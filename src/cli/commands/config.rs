use anyhow::{Result, anyhow};
use clap::{Args, Subcommand};

use crate::cli::Output;
use crate::config::{ConfigFormat, YourOrbitConfig};

#[derive(Args)]
pub struct ConfigArgs {
    #[command(subcommand)]
    pub command: ConfigCommand,
}

#[derive(Subcommand)]
pub enum ConfigCommand {
    /// Display current merged configuration
    Show {
        /// Output format: json, toml, yaml
        #[arg(short, long, default_value = "toml")]
        format: String,
    },
    /// Get configuration value
    Get { key: String },
    /// Validate the merged configuration
    Validate,
}

pub async fn execute(args: ConfigArgs, config: &YourOrbitConfig, output: &Output) -> Result<()> {
    match args.command {
        ConfigCommand::Show { format } => {
            let format: ConfigFormat = format.parse()?;
            println!("{}", config.export_config_highlighted(format)?);
        }
        ConfigCommand::Get { key } => {
            let value = config
                .get_section(&key)
                .map_err(|_| anyhow!("Configuration key '{}' not found", key))?;
            print_value(value)?;
        }
        ConfigCommand::Validate => {
            config.validate()?;
            output.success("Configuration is valid");
        }
    }

    Ok(())
}

fn print_value(value: serde_json::Value) -> Result<()> {
    match value {
        serde_json::Value::Object(_) => println!("{}", serde_json::to_string_pretty(&value)?),
        serde_json::Value::Array(items) => {
            for item in items {
                match item {
                    serde_json::Value::String(s) => println!("{}", s),
                    other => println!("{}", other),
                }
            }
        }
        serde_json::Value::String(s) => println!("{}", s),
        other => println!("{}", other),
    }
    Ok(())
}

● ● ● ● ●

▶ _Task to carry out_
After locating the line that contains "Get configuration value", please copy exactly every line from the start of the records through it, and nothing else.

▶ _Answer area_
filename src/cli/commands/config.rs
use anyhow::{Result, anyhow};
use clap::{Args, Subcommand};

use crate::cli::Output;
use crate::config::{ConfigFormat, YourOrbitConfig};

#[derive(Args)]
pub struct ConfigArgs {
    #[command(subcommand)]
    pub command: ConfigCommand,
}

#[derive(Subcommand)]
pub enum ConfigCommand {
    /// Display current merged configuration
    Show {
        /// Output format: json, toml, yaml
        #[arg(short, long, default_value = "toml")]
        format: String,
    },
    /// Get configuration value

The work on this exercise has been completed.